Carnet d'Ellen Herzfeld, catégorie Lectures

Max Barry : Lexicon

roman de Science-Fiction, 2013

traduction française sous le même titre en 2014

Ellen Herzfeld, billet du 21 octobre 2014

par ailleurs :

Lexicon, de Max Barry, est sans doute ce qu'on pourrait appeler un thriller. Mais il traite surtout du pouvoir du langage. Pouvoir, au sens propre, car avec les bons “mots”, ou plutôt les bons phonèmes, on peut devenir très très convaincant. Et si les mots en question s'adressent à quelqu'un qui a le profil correspondant, alors on peut le “persuader” de faire n'importe quoi.

Certes, il faut connaître les “mots” qui vont bien, leurs enchaînements pertinents, et savoir déterminer le “segment” — classification très fine, au-delà des caractéristiques psychologiques — auquel appartient la personne qu'on vise, parmi les centaines possibles. Il faut donc savoir poser les bonnes questions, être capable de reconnaître les indices significatifs pour bien le mettre dans la bonne catégorie. Ensuite, il faut connaître les mots qui correspondent. Tout ça s'apprend, dans des écoles spécialisées, tenues par une société secrète. Comme je les aime. Quand on finit le cursus, on devient un “poète”, celui qui est maître des mots. Des mots qui sont devenus des armes.

On suit deux personnages dès le début. D'abord Wil, kidnappé par des individus prêts à tout pour lui extraire un secret.

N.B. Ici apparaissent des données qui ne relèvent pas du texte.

//! Database operations for the sessions table.
//!
//! Session keys carry the full ancestor path, so every select joins the
//! parent conference to recover the organizer id.

use chrono::{NaiveDate, NaiveTime};
use sqlx::Row;
use summit_engine::{filter::Operator, Key, Session};

use crate::error::{ApiError, Result};

/// A stored session row joined with its parent conference.
#[derive(Debug)]
pub struct SessionRow {
    pub id: i64,
    pub conference_id: i64,
    pub organizer_user_id: String,
    pub name: String,
    pub session_type: String,
    pub speaker_id: Option<i64>,
    pub highlight: String,
    pub date: Option<NaiveDate>,
    pub start_time: Option<NaiveTime>,
    pub duration_minutes: Option<i32>,
}

impl<'r> sqlx::FromRow<'r, sqlx::postgres::PgRow> for SessionRow {
    fn from_row(row: &'r sqlx::postgres::PgRow) -> std::result::Result<Self, sqlx::Error> {
        Ok(SessionRow {
            id: row.try_get("id")?,
            conference_id: row.try_get("conference_id")?,
            organizer_user_id: row.try_get("organizer_user_id")?,
            name: row.try_get("name")?,
            session_type: row.try_get("session_type")?,
            speaker_id: row.try_get("speaker_id")?,
            highlight: row.try_get("highlight")?,
            date: row.try_get("date")?,
            start_time: row.try_get("start_time")?,
            duration_minutes: row.try_get("duration_minutes")?,
        })
    }
}

impl SessionRow {
    /// Convert database row to an engine Session.
    pub fn to_session(&self) -> Session {
        let conference_key = Key::conference(&self.organizer_user_id, self.conference_id);
        Session {
            key: Key::session(conference_key, self.id),
            name: self.name.clone(),
            session_type: self.session_type.clone(),
            speaker_id: self.speaker_id,
            highlight: self.highlight.clone(),
            date: self.date,
            start_time: self.start_time,
            duration_minutes: self.duration_minutes,
        }
    }
}

const SELECT: &str = "SELECT s.id, s.conference_id, c.organizer_user_id, s.name, \
     s.session_type, s.speaker_id, s.highlight, s.date, s.start_time, s.duration_minutes \
     FROM sessions s JOIN conferences c ON c.id = s.conference_id";

/// Allocate a fresh session id.
pub async fn allocate_id(executor: impl sqlx::PgExecutor<'_>) -> Result<i64> {
    let (id,): (i64,) = sqlx::query_as("SELECT nextval('sessions_id_seq')")
        .fetch_one(executor)
        .await?;
    Ok(id)
}

fn numeric_ids(session: &Session) -> Result<(i64, i64)> {
    let id = session
        .key
        .id
        .as_number()
        .ok_or_else(|| ApiError::Internal("session key is not numeric".into()))?;
    let conference_id = session
        .conference_key()
        .and_then(|key| key.id.as_number())
        .ok_or_else(|| ApiError::Internal("session key has no conference ancestor".into()))?;
    Ok((id, conference_id))
}

/// Insert a session under a previously allocated id.
pub async fn insert(executor: impl sqlx::PgExecutor<'_>, session: &Session) -> Result<()> {
    let (id, conference_id) = numeric_ids(session)?;
    sqlx::query(
        r#"
        INSERT INTO sessions (
            id, conference_id, name, session_type, speaker_id,
            highlight, date, start_time, duration_minutes
        )
        VALUES ($1, $2, $3, $4, $5, $6, $7, $8, $9)
        "#,
    )
    .bind(id)
    .bind(conference_id)
    .bind(&session.name)
    .bind(&session.session_type)
    .bind(session.speaker_id)
    .bind(&session.highlight)
    .bind(session.date)
    .bind(session.start_time)
    .bind(session.duration_minutes)
    .execute(executor)
    .await?;
    Ok(())
}

/// Write back a session's mutable fields.
pub async fn update(executor: impl sqlx::PgExecutor<'_>, session: &Session) -> Result<()> {
    let (id, _) = numeric_ids(session)?;
    sqlx::query(
        r#"
        UPDATE sessions SET
            name = $2,
            session_type = $3,
            speaker_id = $4,
            highlight = $5,
            date = $6,
            start_time = $7,
            duration_minutes = $8
        WHERE id = $1
        "#,
    )
    .bind(id)
    .bind(&session.name)
    .bind(&session.session_type)
    .bind(session.speaker_id)
    .bind(&session.highlight)
    .bind(session.date)
    .bind(session.start_time)
    .bind(session.duration_minutes)
    .execute(executor)
    .await?;
    Ok(())
}

/// Get a session by id.
pub async fn get(executor: impl sqlx::PgExecutor<'_>, id: i64) -> Result<Option<SessionRow>> {
    let row = sqlx::query_as::<_, SessionRow>(&format!("{SELECT} WHERE s.id = $1"))
        .bind(id)
        .fetch_optional(executor)
        .await?;
    Ok(row)
}

/// Batch fetch by id, ordered by name.
pub async fn get_many(executor: impl sqlx::PgExecutor<'_>, ids: &[i64]) -> Result<Vec<SessionRow>> {
    let rows = sqlx::query_as::<_, SessionRow>(&format!(
        "{SELECT} WHERE s.id = ANY($1) ORDER BY s.name"
    ))
    .bind(ids)
    .fetch_all(executor)
    .await?;
    Ok(rows)
}

/// All sessions of a conference.
pub async fn by_conference(
    executor: impl sqlx::PgExecutor<'_>,
    conference_id: i64,
) -> Result<Vec<SessionRow>> {
    let rows = sqlx::query_as::<_, SessionRow>(&format!(
        "{SELECT} WHERE s.conference_id = $1 ORDER BY s.name"
    ))
    .bind(conference_id)
    .fetch_all(executor)
    .await?;
    Ok(rows)
}

/// Sessions of a conference with an exact type match.
pub async fn by_conference_and_type(
    executor: impl sqlx::PgExecutor<'_>,
    conference_id: i64,
    session_type: &str,
) -> Result<Vec<SessionRow>> {
    let rows = sqlx::query_as::<_, SessionRow>(&format!(
        "{SELECT} WHERE s.conference_id = $1 AND s.session_type = $2 ORDER BY s.name"
    ))
    .bind(conference_id)
    .bind(session_type)
    .fetch_all(executor)
    .await?;
    Ok(rows)
}

/// All sessions by a speaker, across conferences.
pub async fn by_speaker(
    executor: impl sqlx::PgExecutor<'_>,
    speaker_id: i64,
) -> Result<Vec<SessionRow>> {
    let rows = sqlx::query_as::<_, SessionRow>(&format!(
        "{SELECT} WHERE s.speaker_id = $1 ORDER BY s.name"
    ))
    .bind(speaker_id)
    .fetch_all(executor)
    .await?;
    Ok(rows)
}

/// Names of a speaker's sessions within one conference, for the featured
/// speaker check.
pub async fn names_by_conference_and_speaker(
    executor: impl sqlx::PgExecutor<'_>,
    conference_id: i64,
    speaker_id: i64,
) -> Result<Vec<String>> {
    let rows: Vec<(String,)> = sqlx::query_as(
        "SELECT name FROM sessions \
         WHERE conference_id = $1 AND speaker_id = $2 ORDER BY name",
    )
    .bind(conference_id)
    .bind(speaker_id)
    .fetch_all(executor)
    .await?;
    Ok(rows.into_iter().map(|(name,)| name).collect())
}

/// Sessions of a conference compared by duration. Sessions without a
/// duration never match.
pub async fn by_duration(
    executor: impl sqlx::PgExecutor<'_>,
    conference_id: i64,
    operator: Operator,
    minutes: i32,
) -> Result<Vec<SessionRow>> {
    let rows = sqlx::query_as::<_, SessionRow>(&format!(
        "{SELECT} WHERE s.conference_id = $1 AND s.duration_minutes IS NOT NULL \
         AND s.duration_minutes {} $2 ORDER BY s.duration_minutes, s.name",
        sql_operator(operator)
    ))
    .bind(conference_id)
    .bind(minutes)
    .fetch_all(executor)
    .await?;
    Ok(rows)
}

/// Sessions of a conference compared by start time against a whole hour.
/// Sessions without a start time never match.
pub async fn by_time(
    executor: impl sqlx::PgExecutor<'_>,
    conference_id: i64,
    operator: Operator,
    hour: i32,
) -> Result<Vec<SessionRow>> {
    let rows = sqlx::query_as::<_, SessionRow>(&format!(
        "{SELECT} WHERE s.conference_id = $1 AND s.start_time IS NOT NULL \
         AND s.start_time {} make_time($2, 0, 0.0) ORDER BY s.start_time, s.name",
        sql_operator(operator)
    ))
    .bind(conference_id)
    .bind(hour)
    .fetch_all(executor)
    .await?;
    Ok(rows)
}

fn sql_operator(operator: Operator) -> &'static str {
    match operator {
        Operator::Ne => "<>",
        other => other.symbol(),
    }
}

Le problème c'est qu'il semble immunisé contre le pouvoir des “mots” qui devraient pourtant le rendre totalement docile. Et lui n'a pas la moindre idée de ce qu'on lui veut. Il pense, en toute bonne foi, qu'il y a erreur de personne. Ses ravisseurs lui expliquent qu'en fait il a tout oublié de sa vraie vie, et que ses souvenirs sont des mensonges. Un de ses ravisseurs va devenir son protecteur, car il est la cible d'une certaine Woolf, qui veut sa peau, alors que son secret est toujours hors de portée. On découvre petit à petit ce qui se passe, avec des surprises à tous les tournants.

De son côté, Emily, adolescente sans famille qui vit dans la rue, fait des tours de passe-passe avec des cartes pour survivre. Elle est douée pour ce métier qui exige, entre autres qualités, un don naturel de persuasion et une maîtrise certaine du verbe pour entourlouper le client. Elle attire donc l'attention de recruteurs qui lui font passer divers tests avant de l'admettre dans l'école en question. Là, elle va apprendre à devenir “poète”. Il faut non seulement avoir une capacité naturelle à convaincre, mais savoir aussi comment résister à cette même action exercée par d'autres. Toute une discipline psychologique qui aboutit à ne jamais rien révéler de soi. À être une feuille blanche, où il n'y a rien à lire.

Mélangées à ce discours sur la force du langage et sur l'importance de savoir observer et lire l'information cachée dans les détails, sur le pouvoir d'influencer les gens et ce qu'on peut faire avec ce pouvoir, les intrigues et aventures se succèdent. L'action se déroule en partie à Washington, D.C. et en partie dans un trou perdu du désert australien, la ville minière de Broken Hill, où Emily se retrouve exilée, après avoir déplu à ses supérieurs de la société des poètes.

De manipulation en manipulation, par les uns et par les autres, l'histoire est toujours prenante, malgré l'impression que j'ai eue de temps en temps de m'y perdre un peu avec l'alternance assez rapide des scènes dont le déroulement n'est pas toujours linéaire et chronologique. En fait, le roman est construit autour de deux séquences bien séparées dans le temps qui se déroulent alternativement et simultanément du point de vue du lecteur. Les événements de l'une éclairent progressivement l'autre et finalement tout se tient très bien, si on fait l'effort nécessaire pour suivre.

Et je ne vous parle pas de l'histoire d'amour qui va être un moteur déterminant pour l'action de certains des personnages et même pour la résolution finale. Je ne peux en dire plus sans risquer de vous gâcher le plaisir de la découverte, qui ici me semble un ingrédient plus important que dans bien d'autres textes.

Vous l'avez compris. Ce roman de qualité m'a beaucoup plu. C'est de la fiction spéculative de niveau supérieur. Espérons qu'il trouvera éditeur en France, si ce n'est pas déjà fait.(1)


  1. Erwann Perchoc m'informe que ce livre a paru aux éditions Delpierre en septembre. Bonne nouvelle.